◆ REQUIREMENT ◆
From the entries below, return only the lines starting at the one that contains "The generators are" and ending at the one that contains "ensure_finite(&gs)?;", exactly as they stand.

(Items listed in a dataset)
//! Four-point projective normalization.
//!
//! Any four points in general position can be mapped onto any other four by a
//! unique projective transformation. We route both lists through the fixed
//! reference frame `REFERENCE_FRAME` and compose.

use super::cfg::DEPENDENT_EPS;
use super::kernel::relative_det;
use super::{Mat3, Vec3};
use crate::error::{FlagError, FlagResult};

/// `[1,0,1], [-1,0,1], [0,1,1], [0,1,0]`: the unit circle's points at angles
/// 0, π, π/2 and the point at infinity of its tangent lines at 0 and π.
pub const REFERENCE_FRAME: [[f64; 3]; 4] = [
    [1.0, 0.0, 1.0],
    [-1.0, 0.0, 1.0],
    [0.0, 1.0, 1.0],
    [0.0, 1.0, 0.0],
];

const TRIPLES: [[usize; 3]; 4] = [[0, 1, 2], [0, 1, 3], [0, 2, 3], [1, 2, 3]];

fn reference_points() -> [Vec3; 4] {
    REFERENCE_FRAME.map(|[x, y, z]| Vec3::new(x, y, z))
}

fn ensure_general_position(points: &[Vec3; 4], frame: usize) -> FlagResult<()> {
    for triple in TRIPLES {
        let [i, j, k] = triple;
        if relative_det(&points[i], &points[j], &points[k]).abs() <= DEPENDENT_EPS {
            return Err(FlagError::Collinear { frame, triple });
        }
    }
    Ok(())
}

/// Matrix sending `e₀, e₁, e₂, (1,1,1)` to multiples of `points[0..4]`.
fn from_standard(points: &[Vec3; 4], frame: usize) -> FlagResult<Mat3> {
    ensure_general_position(points, frame)?;
    let m = Mat3::from_columns(&[points[0], points[1], points[2]]);
    let scales = m
        .lu()
        .solve(&points[3])
        .ok_or(FlagError::Collinear {
            frame,
            triple: [0, 1, 2],
        })?;
    Ok(m * Mat3::from_diagonal(&scales))
}

/// Matrix sending multiples of `points[i]` to multiples of `REFERENCE_FRAME[i]`.
fn to_reference(points: &[Vec3; 4], frame: usize) -> FlagResult<Mat3> {
    let reference = from_standard(&reference_points(), frame)?;
    let inverse = from_standard(points, frame)?
        .try_inverse()
        .ok_or(FlagError::DegenerateConfiguration("four-point frame is not invertible"))?;
    Ok(reference * inverse)
}

/// Projective transformation `T` with `T·points[i] ∝ other_points[i]` for all `i`.
///
/// Unique up to scale. Fails with `Collinear` (frame 0 for `points`, frame 1
/// for `other_points`) if three points of either list lie on one line.
pub fn transform_four_points(points: &[Vec3; 4], other_points: &[Vec3; 4]) -> FlagResult<Mat3> {
    let source = to_reference(points, 0)?;
    let target = to_reference(other_points, 1)?
        .try_inverse()
        .ok_or(FlagError::DegenerateConfiguration("four-point frame is not invertible"))?;
    Ok(target * source)
}
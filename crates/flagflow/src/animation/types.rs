//! Animation kinds, per-kind ranges, and sampled frames.

use std::collections::BTreeMap;
use std::fmt;
use std::str::FromStr;

use serde::{Deserialize, Serialize};

use crate::error::{FlagError, FlagResult};
use crate::tessellate::TessellationFrame;

/// Factor from chart coordinates to display coordinates.
pub const DISPLAY_SCALE: f64 = 100.0;

/// One kind of animation, keyed as in the response document.
#[derive(Clone, Copy, Debug, PartialEq, Eq, PartialOrd, Ord, Hash, Serialize, Deserialize)]
pub enum Trafo {
    #[serde(rename = "erupt")]
    Erupt,
    #[serde(rename = "shear")]
    Shear,
    #[serde(rename = "bulge")]
    Bulge,
    #[serde(rename = "eruptmp")]
    EruptMinusPlus,
    #[serde(rename = "eruptpp")]
    EruptPlusPlus,
    #[serde(rename = "no_trafo")]
    NoTrafo,
}

impl Trafo {
    pub const ALL: [Trafo; 6] = [
        Trafo::Erupt,
        Trafo::Shear,
        Trafo::Bulge,
        Trafo::EruptMinusPlus,
        Trafo::EruptPlusPlus,
        Trafo::NoTrafo,
    ];

    pub fn as_str(self) -> &'static str {
        match self {
            Trafo::Erupt => "erupt",
            Trafo::Shear => "shear",
            Trafo::Bulge => "bulge",
            Trafo::EruptMinusPlus => "eruptmp",
            Trafo::EruptPlusPlus => "eruptpp",
            Trafo::NoTrafo => "no_trafo",
        }
    }

    /// Minimum number of flags the animation touches.
    pub fn flags_needed(self) -> usize {
        match self {
            Trafo::Erupt | Trafo::NoTrafo => 3,
            Trafo::Shear | Trafo::Bulge | Trafo::EruptMinusPlus | Trafo::EruptPlusPlus => 4,
        }
    }
}

impl FromStr for Trafo {
    type Err = FlagError;
    fn from_str(s: &str) -> Result<Self, Self::Err> {
        Trafo::ALL
            .into_iter()
            .find(|t| t.as_str() == s)
            .ok_or_else(|| FlagError::InvalidStyle(s.to_string()))
    }
}

impl fmt::Display for Trafo {
    fn fmt(&self, f: &mut fmt::Formatter<'_>) -> fmt::Result {
        f.write_str(self.as_str())
    }
}

/// Frames are sampled at `k · t_step` for `k = -trafo_range..=trafo_range`.
#[derive(Clone, Copy, Debug, PartialEq, Serialize, Deserialize)]
pub struct TrafoRange {
    pub trafo_range: u32,
    pub t_step: f64,
}

impl Default for TrafoRange {
    fn default() -> Self {
        Self {
            trafo_range: 1000,
            t_step: 0.01,
        }
    }
}

impl TrafoRange {
    /// Keys of the sampled frames.
    pub fn keys(&self) -> std::ops::RangeInclusive<i64> {
        let r = i64::from(self.trafo_range);
        -r..=r
    }
    pub fn frame_count(&self) -> usize {
        2 * self.trafo_range as usize + 1
    }
}

/// Knobs of the step-and-sample loop.
#[derive(Clone, Debug, PartialEq, Serialize, Deserialize)]
#[serde(default)]
pub struct AnimationCfg {
    /// Range used by every kind without an override.
    pub range: TrafoRange,
    pub overrides: BTreeMap<Trafo, TrafoRange>,
    pub display_scale: f64,
    /// Subdivision depth of the built-in tessellator; `None` skips fills.
    pub tessellation_depth: Option<usize>,
    /// Samples per quarter of the ellipse in four-flag responses.
    pub conic_resolution: usize,
}

impl Default for AnimationCfg {
    fn default() -> Self {
        Self {
            range: TrafoRange::default(),
            overrides: BTreeMap::new(),
            display_scale: DISPLAY_SCALE,
            tessellation_depth: None,
            conic_resolution: 32,
        }
    }
}

impl AnimationCfg {
    pub fn range_for(&self, trafo: Trafo) -> TrafoRange {
        match trafo {
            Trafo::NoTrafo => TrafoRange {
                trafo_range: 0,
                ..self.range
            },
            other => self.overrides.get(&other).copied().unwrap_or(self.range),
        }
    }

    pub(crate) fn validate(&self) -> FlagResult<()> {
        let ranges = std::iter::once(&self.range).chain(self.overrides.values());
        for r in ranges {
            if !r.t_step.is_finite() {
                return Err(FlagError::DegenerateConfiguration("non-finite animation step"));
            }
        }
        if !(self.display_scale.is_finite() && self.display_scale > 0.0) {
            return Err(FlagError::DegenerateConfiguration("display scale must be positive"));
        }
        Ok(())
    }
}

/// Display coordinates of one sampled state; `None` marks a point at infinity.
#[derive(Clone, Debug, Default, PartialEq, Serialize, Deserialize)]
pub struct Frame {
    pub ps: Vec<Option<[f64; 2]>>,
    pub qs: Vec<Option<[f64; 2]>>,
    pub us: Vec<Vec<Option<[f64; 2]>>>,
    /// Convex hull of the drawn complex, as the polygon the viewer fills.
    #[serde(default, skip_serializing_if = "Option::is_none")]
    pub convex: Option<Vec<[f64; 2]>>,
    #[serde(default, skip_serializing_if = "Option::is_none")]
    pub tessellation: Option<TessellationFrame>,
}

/// Frames of one animation by key.
pub type Frames = BTreeMap<i64, Frame>;
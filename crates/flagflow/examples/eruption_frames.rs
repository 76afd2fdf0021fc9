//! Timing of an eruption animation for a tilted triple of flags.
//!
//! Purpose
//! - Reproducible data point for “how long does one full eruption animation
//!   take at the default range?” and how far the triple ratio moves per frame.
//!
//! References
//! - Code: crates/flagflow/src/animation/driver.rs::animate

use std::time::Instant;

use flagflow::api::{animate, circle_flag, AnimationCfg, FlagComplex, Trafo};
use flagflow::prelude::vector;

fn main() {
    let flags = [
        circle_flag(0.0, 0.05),
        circle_flag(2.2, -0.02),
        circle_flag(4.1, 0.03),
    ];
    let base = FlagComplex::from_flags(&flags, &vector![0.0, 0.0, 1.0]).expect("valid flags");
    let ratio = base.get_triple_ratio([0, 1, 2]).expect("triple ratio defined");

    let cfg = AnimationCfg::default();
    let mut fc = base.clone();
    let start = Instant::now();
    let frames = animate(&mut fc, Trafo::Erupt, &cfg, None).expect("positive complex");
    let elapsed = start.elapsed().as_secs_f64() * 1e3;

    let last = fc.get_triple_ratio([0, 1, 2]).expect("triple ratio defined");
    let at_infinity = frames
        .values()
        .filter(|f| f.ps.iter().chain(&f.qs).any(Option::is_none))
        .count();
    println!(
        "frames={} elapsed_ms={:.2} ratio_initial={:.6} ratio_last={:.6} frames_with_points_at_infinity={}",
        frames.len(),
        elapsed,
        ratio,
        last,
        at_infinity
    );
}
//! Eruption flow on a triangle of flags.

use nalgebra::vector;

use super::{ensure_finite, EruptionStyle};
use crate::complex::{FlagComplex, Triangle};
use crate::error::FlagResult;
use crate::proj::{conjugate_diagonal, invert_basis, line_intersection, Vec3};

/// Diagonals of the three eruption generators `g_0, g_1, g_2` at parameter `t`.
fn generators(t: f64) -> [Vec3; 3] {
    let (up, down) = ((t / 3.0).exp(), (-t / 3.0).exp());
    [
        vector![1.0, up, down],
        vector![down, 1.0, up],
        vector![up, down, 1.0],
    ]
}

impl FlagComplex {
    /// Eruption flow with parameter `t` on the flags of `triangle`.
    ///
    /// The generators are diagonal in the basis chosen by `style`:
    /// - `Q`: the corners `l[tri[i-1]] ∩ l[tri[i]]`, ordered `(q₂, q₀, q₁)`;
    ///   the lines of the triangle stay fixed and the points slide along them.
    /// - `P`: the flag points `(p₀, p₁, p₂)`; the points stay fixed and the
    ///   lines turn about them.
    ///
    /// Flag `tri[i]` (point and direction) is moved by generator `(i + 2) mod 3`.
    /// Positivity of the triangle is the caller's pre-flight check.
    pub fn erupt_triangle(
        &mut self,
        t: f64,
        triangle: Triangle,
        style: EruptionStyle,
    ) -> FlagResult<()> {
        self.check_indices(&triangle)?;
        let columns = match style {
            EruptionStyle::Q => {
                let l = |k: usize| &self.ls[triangle[k % 3]];
                let corner = |i: usize| line_intersection(l(i + 2), l(i));
                [corner(2), corner(0), corner(1)]
            }
            EruptionStyle::P => triangle.map(|i| self.ps[i]),
        };
        let (basis, inverse) = invert_basis(columns, "eruption flow")?;
        let gs = generators(t).map(|d| conjugate_diagonal(&basis, &inverse, &d));
        ensure_finite(&gs)?;

        for (i, &flag) in triangle.iter().enumerate() {
            let g = &gs[(i + 2) % 3];
            self.ps[flag] = g * self.ps[flag];
            self.ds[flag] = g * self.ds[flag];
        }
        self.refresh();
        Ok(())
    }
}
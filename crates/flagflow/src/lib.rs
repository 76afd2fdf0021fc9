//! Flag complexes in the real projective plane and their deformation flows.
//!
//! Layers, bottom-up:
//! - `proj`: homogeneous-coordinate kernel (joins, meets, chart projection).
//! - `complex`: `FlagComplex`, triple ratios, triangle accessors, conics.
//! - `flows`: eruption, bulge, shear, and composite eruptions.
//! - `animation`, `tessellate`, `request`: step-and-sample frames for display.
//!
//! Reference: Wienhard–Zhang, “Deforming convex real projective structures”
//! (arXiv:1702.00580).
//!
//! API Policy
//! - No stable public API; `api` and `prelude` are the convenience surfaces.

pub mod animation;
pub mod api;
pub mod complex;
pub mod error;
pub mod flows;
pub mod proj;
pub mod rand;
pub mod request;
pub mod tessellate;

/// Library version string.
pub const VERSION: &str = env!("CARGO_PKG_VERSION");

pub use complex::FlagComplex;
pub use error::{FlagError, FlagResult};
pub use proj::{Mat3, Vec3};

/// Common exports for quick imports in callers.
pub mod prelude {
    pub use crate::animation::{animate, AnimationCfg, Frame, Trafo, TrafoRange};
    pub use crate::complex::{ChartPoint, FlagComplex, Quad, Triangle};
    pub use crate::error::{FlagError, FlagResult};
    pub use crate::flows::{CompositeEruption, CompositeStyle, EruptionStyle, QuadStyle};
    pub use crate::proj::{Mat3, Vec3};
    pub use nalgebra::vector;
}
//! Bulge and shear flows on a quadrilateral of flags.

use nalgebra::vector;

use super::{ensure_finite, QuadStyle};
use crate::complex::{FlagComplex, Quad};
use crate::error::FlagResult;
use crate::proj::{conjugate_diagonal, invert_basis, line_intersection, Vec3};

/// Diagonals `(b, mb)` for the flags on either side of the edge.
fn generators(t: f64, style: QuadStyle) -> (Vec3, Vec3) {
    match style {
        QuadStyle::Bulge => (
            vector![(-t / 6.0).exp(), (t / 3.0).exp(), (-t / 6.0).exp()],
            vector![(t / 6.0).exp(), (-t / 3.0).exp(), (t / 6.0).exp()],
        ),
        QuadStyle::Shear => (
            vector![(t / 2.0).exp(), 1.0, (-t / 2.0).exp()],
            vector![(-t / 6.0).exp(), 1.0, (t / 2.0).exp()],
        ),
    }
}

impl FlagComplex {
    /// Bulge or shear flow with parameter `t` along the edge `(quad[0], quad[2])`.
    ///
    /// Basis `(p[quad[0]], l[quad[0]] ∩ l[quad[2]], p[quad[2]])`. The flags
    /// `quad[0]`, `quad[1]` are moved by `b`, the flags `quad[2]`, `quad[3]` by
    /// `mb`. The edge points are eigenvectors of both maps and are left as is;
    /// only their directions are transformed.
    pub fn bulge_quadrilateral(&mut self, t: f64, quad: Quad, style: QuadStyle) -> FlagResult<()> {
        self.check_indices(&quad)?;
        let [q0, q1, q2, q3] = quad;
        let v_0 = self.ps[q0];
        let v_2 = self.ps[q2];
        let v_0_2 = line_intersection(&self.ls[q0], &self.ls[q2]);
        let (basis, inverse) = invert_basis([v_0, v_0_2, v_2], "quadrilateral flow")?;

        let (b, mb) = generators(t, style);
        let b = conjugate_diagonal(&basis, &inverse, &b);
        let mb = conjugate_diagonal(&basis, &inverse, &mb);
        ensure_finite(&[b, mb])?;

        self.ds[q0] = b * self.ds[q0];
        self.ds[q1] = b * self.ds[q1];
        self.ds[q2] = mb * self.ds[q2];
        self.ds[q3] = mb * self.ds[q3];
        self.ps[q1] = b * self.ps[q1];
        self.ps[q3] = mb * self.ps[q3];

        self.refresh();
        Ok(())
    }

    /// Shear flow: `bulge_quadrilateral` with `QuadStyle::Shear`.
    pub fn shear_quadrilateral(&mut self, t: f64, quad: Quad) -> FlagResult<()> {
        self.bulge_quadrilateral(t, quad, QuadStyle::Shear)
    }
}
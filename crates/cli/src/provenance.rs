use anyhow::{Context, Result};
use serde_json::{json, Value};
use std::ffi::OsString;
use std::fs;
use std::panic::Location;
use std::path::{Path, PathBuf};
use std::process::Command;

/// Metadata recorded next to a frames document.
pub struct Payload {
    pub params: Value,
    pub inputs: Vec<String>,
}

impl Payload {
    pub fn new(params: Value) -> Self {
        Self {
            params,
            inputs: Vec::new(),
        }
    }

    pub fn with_input<P: AsRef<Path>>(mut self, input: P) -> Self {
        self.inputs
            .push(input.as_ref().to_string_lossy().into_owned());
        self
    }
}

/// Provenance block shared by `report` and the sidecars.
pub fn block(params: Value, inputs: &[String], outputs: &[String]) -> Value {
    json!({
        "code_rev": current_git_rev(),
        "flagflow_version": flagflow::VERSION,
        "params": params,
        "inputs": inputs,
        "outputs": outputs
    })
}

/// Write `<artifact>.provenance.json` with the git commit, callsite, params, inputs and outputs.
#[track_caller]
pub fn write_sidecar<P: AsRef<Path>>(artifact: P, payload: Payload) -> Result<PathBuf> {
    let artifact = artifact.as_ref();
    let provenance_path = provenance_path(artifact);
    if let Some(parent) = provenance_path.parent() {
        if !parent.as_os_str().is_empty() {
            fs::create_dir_all(parent)
                .with_context(|| format!("creating provenance dir {}", parent.display()))?;
        }
    }

    let callsite = Location::caller();
    let mut doc = block(
        payload.params,
        &payload.inputs,
        &[artifact.to_string_lossy().into_owned()],
    );
    doc["callsite"] = json!({
        "file": callsite.file(),
        "line": callsite.line()
    });
    fs::write(&provenance_path, serde_json::to_vec_pretty(&doc)?)
        .with_context(|| format!("writing {}", provenance_path.display()))?;
    Ok(provenance_path)
}

fn provenance_path(artifact: &Path) -> PathBuf {
    let stem = artifact
        .file_stem()
        .map(|s| s.to_os_string())
        .unwrap_or_else(|| OsString::from("frames"));
    let mut name = stem;
    name.push(".provenance.json");
    artifact.with_file_name(name)
}

pub fn current_git_rev() -> String {
    if let Some(from_env) = option_env!("GIT_COMMIT") {
        if !from_env.is_empty() {
            return from_env.to_string();
        }
    }
    if let Ok(env_override) = std::env::var("GIT_COMMIT") {
        if !env_override.is_empty() {
            return env_override;
        }
    }
    Command::new("git")
        .args(["rev-parse", "HEAD"])
        .output()
        .ok()
        .and_then(|output| {
            if output.status.success() {
                String::from_utf8(output.stdout)
                    .ok()
                    .map(|s| s.trim().to_string())
            } else {
                None
            }
        })
        .unwrap_or_else(|| "unknown".to_string())
}
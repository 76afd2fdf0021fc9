//! Projective Geometry Kernel (homogeneous coordinates in RP²).
//!
//! Purpose
//! - Stateless primitives on 3-vectors up to scale: joins, meets, chart
//!   projection, chart rotation, basis changes, and the four-point solver.
//! - Every degeneracy check is relative to the vector norms so that callers
//!   may keep arbitrary homogeneous representatives.
//!
//! Conventions
//! - A point `p` and a line `l` are both `Vector3<f64>`; `p` lies on `l` iff `l·p = 0`.
//! - Projection planes are unit normals; the chart is the affine plane `n·x = 1`.
//!
//! Code cross-refs: `complex::FlagComplex`, `flows`.

pub(crate) mod cfg;
mod frame;
mod kernel;
mod rotation;

pub use frame::{transform_four_points, REFERENCE_FRAME};
pub use kernel::{
    conjugate_diagonal, connecting_line, invert_basis, line_intersection, project_point,
    same_projective_point,
};
pub use rotation::rotate_vectors;

use nalgebra::{Matrix3, Vector3};

/// Homogeneous point or line coordinates.
pub type Vec3 = Vector3<f64>;
/// Linear map of homogeneous coordinates.
pub type Mat3 = Matrix3<f64>;

#[cfg(test)]
mod tests;
//! Curated surface for the CLI and benchmarks (UNSTABLE).
//!
//! Breaking changes are allowed; prefer these re-exports over deep paths.

// Projective kernel
pub use crate::proj::{
    conjugate_diagonal, connecting_line, invert_basis, line_intersection, project_point,
    rotate_vectors, same_projective_point, transform_four_points, Mat3, Vec3, REFERENCE_FRAME,
};
// Flag complexes
pub use crate::complex::{ChartPoint, FlagComplex, Quad, Triangle, CANONICAL_TRIANGLE};
// Flows
pub use crate::flows::{CompositeEruption, CompositeStyle, EruptionStyle, QuadStyle};
// Frames and requests
pub use crate::animation::{animate, Animation, AnimationCfg, Frame, Frames, Trafo, TrafoRange};
pub use crate::request::{
    compute_transformation_data, trafos_for, TransformationRequest, TransformationResponse,
    SCREEN_DEPTH,
};
pub use crate::tessellate::{HullTessellator, Tessellation, TessellationFrame, Tessellator};
// Random inputs
pub use crate::rand::{
    circle_flag, conic_complex, draw_positive_complex, ConicCfg, ReplayToken as ConicReplay,
};
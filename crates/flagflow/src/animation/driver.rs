//! Step-and-sample loop over one flow.

use std::ops::RangeInclusive;

use super::types::{AnimationCfg, Frame, Frames, Trafo};
use crate::complex::{FlagComplex, Triangle, CANONICAL_TRIANGLE};
use crate::error::{FlagError, FlagResult};
use crate::flows::{CompositeEruption, CompositeStyle, EruptionStyle, QuadStyle};
use crate::tessellate::Tessellator;

const QUAD: [usize; 4] = [0, 1, 2, 3];

/// The flow driven by one animation kind.
enum Flow {
    Erupt,
    Quad(QuadStyle),
    Composite(CompositeEruption),
    Still,
}

impl Flow {
    fn new(trafo: Trafo, complex: &FlagComplex) -> FlagResult<Self> {
        Ok(match trafo {
            Trafo::Erupt => Flow::Erupt,
            Trafo::Shear => Flow::Quad(QuadStyle::Shear),
            Trafo::Bulge => Flow::Quad(QuadStyle::Bulge),
            Trafo::EruptMinusPlus => Flow::Composite(CompositeEruption::new(
                complex,
                QUAD,
                CompositeStyle::MinusPlus,
                EruptionStyle::P,
            )?),
            Trafo::EruptPlusPlus => Flow::Composite(CompositeEruption::new(
                complex,
                QUAD,
                CompositeStyle::PlusPlus,
                EruptionStyle::P,
            )?),
            Trafo::NoTrafo => Flow::Still,
        })
    }

    fn step(&self, complex: &mut FlagComplex, t: f64) -> FlagResult<()> {
        match self {
            Flow::Erupt => complex.erupt_triangle(t, CANONICAL_TRIANGLE, EruptionStyle::Q),
            Flow::Quad(style) => complex.bulge_quadrilateral(t, QUAD, *style),
            Flow::Composite(flow) => flow.step(complex, t),
            Flow::Still => Ok(()),
        }
    }

    /// Triangles whose inner triangle is drawn with every frame.
    fn witnesses(&self, complex: &FlagComplex) -> Vec<Triangle> {
        match self {
            Flow::Erupt => vec![CANONICAL_TRIANGLE],
            Flow::Quad(_) => vec![[0, 1, 2], [0, 2, 3]],
            Flow::Composite(flow) => flow.triangles().to_vec(),
            Flow::Still => complex.triangles().to_vec(),
        }
    }
}

/// Lazily sampled animation of a complex.
///
/// Construction runs the pre-flight checks and the pre-step to
/// `-(range + 1) · t_step`; each `next()` advances by `t_step` and samples one
/// frame. Dropping the iterator early stops the flow between steps. After the
/// first error the iterator is fused.
pub struct Animation<'a> {
    complex: &'a mut FlagComplex,
    flow: Flow,
    witnesses: Vec<Triangle>,
    keys: RangeInclusive<i64>,
    t_step: f64,
    scale: f64,
    tessellator: Option<&'a dyn Tessellator>,
    failed: bool,
}

impl<'a> Animation<'a> {
    pub fn new(
        complex: &'a mut FlagComplex,
        trafo: Trafo,
        cfg: &AnimationCfg,
        tessellator: Option<&'a dyn Tessellator>,
    ) -> FlagResult<Self> {
        cfg.validate()?;
        if complex.projection_plane().is_none() {
            return Err(FlagError::MissingProjectionPlane);
        }
        let needed = trafo.flags_needed();
        if complex.len() < needed {
            return Err(FlagError::TooFewFlags {
                needed,
                len: complex.len(),
            });
        }
        complex.ensure_positive()?;
        complex.create_triangulation();

        let flow = Flow::new(trafo, complex)?;
        let witnesses = flow.witnesses(complex);
        let range = cfg.range_for(trafo);
        flow.step(complex, -(f64::from(range.trafo_range) + 1.0) * range.t_step)?;

        tracing::info!(
            %trafo,
            flags = complex.len(),
            frames = range.frame_count(),
            t_step = range.t_step,
            "animation started"
        );
        Ok(Self {
            complex,
            flow,
            witnesses,
            keys: range.keys(),
            t_step: range.t_step,
            scale: cfg.display_scale,
            tessellator,
            failed: false,
        })
    }

    fn sample(&mut self) -> FlagResult<Frame> {
        let scale = self.scale;
        self.complex.draw_complex()?;
        let ps = self.complex.drawps().iter().map(|c| c.scaled(scale)).collect();
        let qs = self.complex.drawqs().iter().map(|c| c.scaled(scale)).collect();
        let mut us = Vec::with_capacity(self.witnesses.len());
        for &tri in &self.witnesses {
            us.push(projected_inner_triangle(self.complex, tri, scale)?);
        }
        let tessellation = match self.tessellator {
            Some(tess) => Some(tess.generate_tesselation(self.complex)?.scaled(scale)),
            None => None,
        };
        Ok(Frame {
            ps,
            qs,
            us,
            convex: tessellation.as_ref().map(|t| t.convex_hull.clone()),
            tessellation,
        })
    }
}

impl Iterator for Animation<'_> {
    type Item = FlagResult<(i64, Frame)>;

    fn next(&mut self) -> Option<Self::Item> {
        if self.failed {
            return None;
        }
        let key = self.keys.next()?;
        let stepped = self.flow.step(self.complex, self.t_step);
        let result = match stepped {
            Ok(()) => self.sample().map(|frame| (key, frame)),
            Err(e) => Err(e),
        };
        if let Err(e) = &result {
            tracing::debug!(key, error = %e, "animation stopped");
            self.failed = true;
        }
        Some(result)
    }
}

/// A witness triangle whose inner helper lines collapse is drawn as three nulls.
fn projected_inner_triangle(
    complex: &FlagComplex,
    triangle: Triangle,
    scale: f64,
) -> FlagResult<Vec<Option<[f64; 2]>>> {
    match complex.get_projected_us(triangle) {
        Ok(us) => Ok(us.iter().map(|u| u.scaled(scale)).collect()),
        Err(FlagError::CoincidentPoints) => {
            tracing::debug!(?triangle, "inner triangle undefined");
            Ok(vec![None; 3])
        }
        Err(e) => Err(e),
    }
}

/// Run a whole animation and collect its frames by key.
pub fn animate(
    complex: &mut FlagComplex,
    trafo: Trafo,
    cfg: &AnimationCfg,
    tessellator: Option<&dyn Tessellator>,
) -> FlagResult<Frames> {
    let frames = Animation::new(complex, trafo, cfg, tessellator)?.collect::<FlagResult<Frames>>()?;
    tracing::info!(%trafo, frames = frames.len(), "animation finished");
    Ok(frames)
}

◆ EXERCISE RESPONSE ◆
    /// The generators are diagonal in the basis chosen by `style`:
    /// - `Q`: the corners `l[tri[i-1]] ∩ l[tri[i]]`, ordered `(q₂, q₀, q₁)`;
    ///   the lines of the triangle stay fixed and the points slide along them.
    /// - `P`: the flag points `(p₀, p₁, p₂)`; the points stay fixed and the
    ///   lines turn about them.
    ///
    /// Flag `tri[i]` (point and direction) is moved by generator `(i + 2) mod 3`.
    /// Positivity of the triangle is the caller's pre-flight check.
    pub fn erupt_triangle(
        &mut self,
        t: f64,
        triangle: Triangle,
        style: EruptionStyle,
    ) -> FlagResult<()> {
        self.check_indices(&triangle)?;
        let columns = match style {
            EruptionStyle::Q => {
                let l = |k: usize| &self.ls[triangle[k % 3]];
                let corner = |i: usize| line_intersection(l(i + 2), l(i));
                [corner(2), corner(0), corner(1)]
            }
            EruptionStyle::P => triangle.map(|i| self.ps[i]),
        };
        let (basis, inverse) = invert_basis(columns, "eruption flow")?;
        let gs = generators(t).map(|d| conjugate_diagonal(&basis, &inverse, &d));
        ensure_finite(&gs)?;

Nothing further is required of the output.